Recognizing And Addressing Conflicts Of Interest
By Arthur Siegel and Susan McGrath
In his in August 2002 editorial, Editor-in-Chief Bob Colson wisely stated that as a profession, “We have not devoted enough energy to developing our facilities to recognize, debate, and reach personal conclusions about conflicts of interest.”
Our aim here is to help practitioners identify such conflicts so they can better maintain their objectivity—their independence—when auditing a client’s financial statements.
The Conceptual Framework for Auditor Independence (CF) of the Independence Standards Board defines auditor independence as:
This definition uses the term “compromise,” but much of the literature has used the term “impair.” As the CF points out, however, many believe impair means to negatively affect to any degree. Consequently, a standard of unimpaired objectivity would require perfect independence, which is neither attainable nor necessary. We all have our biases, but that doesn’t necessarily mean we cannot perform an effective audit. Therefore, the CF uses compromised to cover circumstances when an impairment of objectivity “rises to the level of precluding unbiased audit decisions.”
Under the current system, regulators and standards setters have assumed some of the responsibility for determining when objectivity has been compromised. The SEC and the AICPA have written numerous rules describing circumstances when an auditor will not be considered independent. Those rules for the most part are based on the views of a hypothetical informed investor as to when an auditor is unlikely to be able to make unbiased audit decisions. This system has served the accounting profession well, because the appearance of independence to investors and other users of financial statements contributes to the credibility of financial information.
Still, rules cannot cover every situation that can affect our objectivity. How, then, do auditors, audit committees, corporate officials, and others identify and evaluate those situations?
The SEC’s new independence rules, issued in November 2000, reiterate its previous guidance that accountants are not independent “if the accountant is not, or a reasonable investor with knowledge of all relevant facts and circumstances would conclude that the accountant is not, capable of exercising objective and impartial judgment on all issues encompassed within the accountant’s engagement.” The new rules say that beyond what is specifically prohibited, the SEC will question independence if a relationship or the provision of a service—
Unfortunately, neither this broad guidance nor the AICPA provides help to a practitioner faced with situations not explicitly covered.
The CF, however, when combined with its principles-based definition, offers an approach to thinking about these issues. In particular, it identifies five generic threats to independence:
The CF describes the self-interest threat as: Threats that arise from auditors acting in their own interest. Self-interests include auditors’ emotional, financial, or other personal interests. Auditors may favor, consciously or subconsciously, those self-interests over their interest in performing a quality audit.
The CF presents two categories of the self-interest threat:
Client pays the fees. One self-interest threat that got considerable attention in the Enron case (the media breathlessly reported that Andersen was being paid $1 million a week) is that the client pays the auditor’s fees.
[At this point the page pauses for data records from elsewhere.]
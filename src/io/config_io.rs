use std::fs;
use std::io;
use std::path::{Path, PathBuf};

use crate::model::config::AppConfig;

/// Config file name inside the data directory
pub const CONFIG_FILE: &str = "momentum.toml";

#[derive(Debug, thiserror::Error)]
pub enum ConfigError {
    #[error("could not read {path}: {source}")]
    ReadError { path: PathBuf, source: io::Error },
    #[error("could not parse {path}: {source}")]
    ParseError {
        path: PathBuf,
        source: toml::de::Error,
    },
    #[error("could not determine a data directory; pass -C or set MOMENTUM_HOME")]
    NoDataDir,
}

/// Read `momentum.toml` from the data directory. A missing file yields defaults.
pub fn read_config(data_dir: &Path) -> Result<AppConfig, ConfigError> {
    let path = data_dir.join(CONFIG_FILE);
    let text = match fs::read_to_string(&path) {
        Ok(text) => text,
        Err(e) if e.kind() == io::ErrorKind::NotFound => return Ok(AppConfig::default()),
        Err(e) => return Err(ConfigError::ReadError { path, source: e }),
    };
    toml::from_str(&text).map_err(|e| ConfigError::ParseError { path, source: e })
}

/// Pick the data directory: explicit flag, then `MOMENTUM_HOME`, then the
/// platform data directory (`$XDG_DATA_HOME` or its default on Linux).
pub fn resolve_data_dir(flag: Option<&Path>) -> Result<PathBuf, ConfigError> {
    resolve_data_dir_with(flag, |name| std::env::var(name).ok(), dirs::data_dir())
}

fn resolve_data_dir_with(
    flag: Option<&Path>,
    env: impl Fn(&str) -> Option<String>,
    platform: Option<PathBuf>,
) -> Result<PathBuf, ConfigError> {
    if let Some(dir) = flag {
        return Ok(dir.to_path_buf());
    }
    if let Some(home) = env("MOMENTUM_HOME").filter(|v| !v.trim().is_empty()) {
        return Ok(PathBuf::from(home));
    }
    platform
        .map(|dir| dir.join("momentum"))
        .ok_or(ConfigError::NoDataDir)
}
We have all recognized as a matter of common sense that this creates a potential “self-interest” threat even though we may not have used those terms. But remarkably, the AICPA provides no guidance on this issue, and the SEC’s only guidance is an old letter saying it may raise independence issues if recurring fees from a related group of clients exceed 15% of firm revenues. The SEC ignored entreaties to develop better guidance in this area when it was developing its new independence rules in the fall of 2000.
What should a practitioner do? The first step must be to acknowledge that the threat is valid and doesn’t exist only at the firm level. If the client’s fees are important to an individual partner, or to the office or practice unit in which she practices, these fees could influence behavior. For example, the partner could be concerned that the client will either ask the firm to appoint a new partner because they can’t “get along,” or will replace the firm. This isn’t far-fetched, either. It was revealed that the Andersen technical partner was removed from the Enron audit because he was giving answers that Enron considered too harsh. More recently, the press reported that an analyst at Merrill Lynch was transferred because Enron officials thought he was not positive enough about the company. Clients will resort to such threats, and firms will sometimes acquiesce.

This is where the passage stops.